24/02/2012

478. Anna de Noailles, la poétesse. 5

5. Ou alors elle soupire : "Jammes sera de l’Académie, puisque je ne puis pas en être !" Je ne puis pas être toute dans mes poèmes, observe-t-elle. L’on n’en aime que davantage sa poésie. Ainsi Les Forces éternelles. On croit entendre murmurer la rivière : "C’est là que dort mon cœur, vaste témoin du monde".
Certes, les poétesses sont pléthore et dans ces années 1920-1930, il y a toute une armée de romancières […] Mais c’est Anna de Noailles qui, avec Colette, a le talent le moins discuté. Elle seule peut avoir la mélancolie poétique de Sapho. Elle seule, aussi tendrement, peut aimer son temps, et, songeant aux femmes futures, soupirer : "Et ma cendre sera plus chaude que leur vie".
Non qu’elle ne soit pas capable de sentiments forts. Elle dit n’être redevable de son don de poésie qu’au ravissant génie de la grande pianiste qui sut tenir tant d’auditeurs sous son charme. Pourtant, elle n’est pas musicienne elle-même, même si la musique ne la quittera plus et l’accompagnera toute sa vie. Elle supporte mal, à douze ans, son professeur de solfège et, du coup, pour se venger, malmène "même Mozart et Mendelssohn". Elle vénère le monde de la musique, est même fière de ses "attaques guerrières sur l’ivoire et l’ébène", connaît au piano des enchantements, mais elle n’arrive pas à maîtriser ce que sa mère appelle son "tumulte". Elle supportera beaucoup mieux les " suaves mathématiques " en vertu desquelles la musique de La Jeune Parque et de Charmes est aussi "gouvernée" que la musique d’un concerto de Bach. Ainsi, à la musique, finit-elle par préférer la prosodie. La lecture d’un sonnet d’Alfred de Musset donne l’étincelle. Un grand feu flambe.
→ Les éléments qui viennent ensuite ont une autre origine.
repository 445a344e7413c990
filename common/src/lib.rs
pub mod config;
pub mod frame;
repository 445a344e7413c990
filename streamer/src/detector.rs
use std::io::Cursor;
use std::sync::{Mutex, MutexGuard, PoisonError};
use std::time::Instant;

use camwatch_common::config::SessionConfig;
use camwatch_common::frame::{Frame, MetricsSample};
use image::imageops::FilterType;
use image::{ImageFormat, ImageReader, RgbImage};
use tracing::debug;

use crate::error::FrameError;

/// Result of feeding one raster to the detector.
#[derive(Debug, Clone, Copy, PartialEq)]
pub enum Outcome {
    /// No previous raster; this one became the baseline.
    Baseline,
    Compared { metrics: MetricsSample, motion: bool },
}

#[derive(Default)]
struct DetectorState {
    previous: Option<RgbImage>,
    last_detection: Option<Instant>,
}

/// Frame-to-frame motion detector.
///
/// Each frame is decoded, downscaled and compared pixel by pixel against
/// the raster of the immediately preceding frame. A pixel counts as changed
/// when any RGB channel differs by strictly more than the channel threshold.
/// Motion fires when the changed ratio reaches the ratio threshold and more
/// than the cooldown has passed since the last detection.
///
/// The previous raster and the last detection instant live behind one lock
/// so a session can release them while the worker is running. Decoding and
/// resizing happen outside the lock.
pub struct MotionDetector {
    config: SessionConfig,
    state: Mutex<DetectorState>,
}

impl MotionDetector {
    pub fn new(config: SessionConfig) -> Self {
        Self {
            config,
            state: Mutex::new(DetectorState::default()),
        }
    }

    pub fn config(&self) -> &SessionConfig {
        &self.config
    }

    /// Decode, downscale and compare one frame.
    pub fn process(&self, frame: &Frame) -> Result<Outcome, FrameError> {
        let raster = self.rasterize(frame)?;
        Ok(self.compare(raster, Instant::now()))
    }

    /// Decode a JPEG frame and downscale it to the configured size.
    ///
    /// Axes already smaller than the configured size keep their source size.
    pub fn rasterize(&self, frame: &Frame) -> Result<RgbImage, FrameError> {
        let seq = frame.seq;
        let img = ImageReader::with_format(Cursor::new(frame.as_bytes()), ImageFormat::Jpeg)
            .decode()
            .map_err(|source| FrameError::Decode { seq, source })?;

        if img.width() == 0 || img.height() == 0 {
            return Err(FrameError::EmptyImage { seq });
        }

        let width = self.config.downscale_width.min(img.width());
        let height = self.config.downscale_height.min(img.height());
        if (width, height) == (img.width(), img.height()) {
            return Ok(img.to_rgb8());
        }
        Ok(img.resize_exact(width, height, FilterType::Nearest).to_rgb8())
    }

    /// Compare `raster` against the previous one and store it in its place.
    ///
    /// `now` must come from a monotonic clock.
    pub fn compare(&self, raster: RgbImage, now: Instant) -> Outcome {
        let mut state = self.lock();

        let total = raster.width() * raster.height();
        let changed = match state.previous.take() {
            Some(prev) if prev.dimensions() == raster.dimensions() => {
                count_changed(&prev, &raster, self.config.channel_threshold)
            }
            Some(prev) => {
                // Nothing comparable: every pixel of the new size counts as changed.
                debug!(
                    previous = ?prev.dimensions(),
                    current = ?raster.dimensions(),
                    "raster size changed, resetting baseline"
                );
                total
            }
            None => {
                debug!("first frame, storing baseline");
                state.previous = Some(raster);
                return Outcome::Baseline;
            }
        };
        let metrics = MetricsSample::new(changed, total);

        let cooled_down = state
            .last_detection
            .map_or(true, |last| now.saturating_duration_since(last) > self.config.cooldown());
        let motion = metrics.ratio >= self.config.ratio_threshold && cooled_down;
        if motion {
            state.last_detection = Some(now);
        }
        state.previous = Some(raster);

        debug!(
            ratio = format!("{:.4}", metrics.ratio),
            changed = metrics.changed,
            total = metrics.total,
            threshold = self.config.ratio_threshold,
            motion,
            "frame comparison"
        );

        Outcome::Compared { metrics, motion }
    }

    /// Release the retained raster and forget the last detection.
    pub fn reset(&self) {
        let mut state = self.lock();
        state.previous = None;
        state.last_detection = None;
    }

    pub fn has_baseline(&self) -> bool {
        self.lock().previous.is_some()
    }

    fn lock(&self) -> MutexGuard<'_, DetectorState> {
        // The state stays consistent even if a holder panicked.
        self.state.lock().unwrap_or_else(PoisonError::into_inner)
    }
}

/// Count pixels where any channel differs by more than `threshold`.
fn count_changed(previous: &RgbImage, current: &RgbImage, threshold: u8) -> u32 {
    previous
        .pixels()
        .zip(current.pixels())
        .filter(|(p, c)| {
            p.0.iter()
                .zip(c.0.iter())
                .any(|(&a, &b)| a.abs_diff(b) > threshold)
        })
        .count() as u32
}
//! MJPEG camera streaming with frame-difference motion detection.
//!
//! A [`StreamSession`] reads a camera's HTTP response body on a background
//! task, cuts JPEG frames out of it by their start and end markers, and
//! compares each frame with the previous one. Results reach the caller
//! through a [`StreamObserver`].

mod cancel;
pub mod demux;
pub mod detector;
pub mod error;
pub mod observer;
mod reader;
pub mod session;
pub mod supervisor;

#[cfg(test)]
mod test_support;

pub use camwatch_common::config::SessionConfig;
pub use camwatch_common::frame::{Frame, MetricsSample};
pub use detector::{MotionDetector, Outcome};
pub use error::{FrameError, SessionError, StreamError};
pub use observer::{ChannelObserver, StreamEvent, StreamObserver};
pub use reader::READ_CHUNK_SIZE;
pub use session::{SessionState, StreamSession};
pub use supervisor::{run_supervised, Backoff};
Anna n’abdiquera plus. Elle est franche. "Jamais la vérité ne m’a coûté à dire", confie-t-elle dans la première phrase de son Livre de ma vie. D’ailleurs pour une simple raison : elle est sans contradiction intérieure. Elle peut sans effort exprimer ce qu’elle appelle "la solitaire et dure continuité". Elle admire par-dessus tout les héroïques. Hugo est son dieu ; elle va jusqu’à trouver que, " chez Hugo, l’honneur est inclus dans la sonorité même des syllabes". Si sa propre violence intime s’accorde fatalement avec la passion des héroïnes raciniennes et si " la liquidité de la lave torride des vers de Racine" l’enivre "comme du brûlant Mozart", c’est cependant à Corneille qu’elle soumet toujours la direction de sa vie et de sa morale. Elle nous le dit en personne : "Qui est né au pays de Corneille et a écouté sa voix vit et meurt selon ses commandements. Dans les conflits du cœur, ses leçons stoïques se dressent en nous, comme l’ange sévère, à l’épée flamboyante, debout devant les portes de l’Eden, et obtiennent notre soumission. " Elle lance à un ami : "Vous vantez sans cesse Corneille, moi je vis selon lui." Enfin, elle vénère Friedrich Nietzsche, le Nietzsche de Humain trop humain, parce que personne n’aura mieux enseigné que l’on n’échappe au pessimisme que par un héroïque effort de volonté et d’imagination. D’où dans toute son existence l’immense place de la religion, de l’honneur et du culte des géants. Elle va même en revendiquer l’Honneur de souffrir.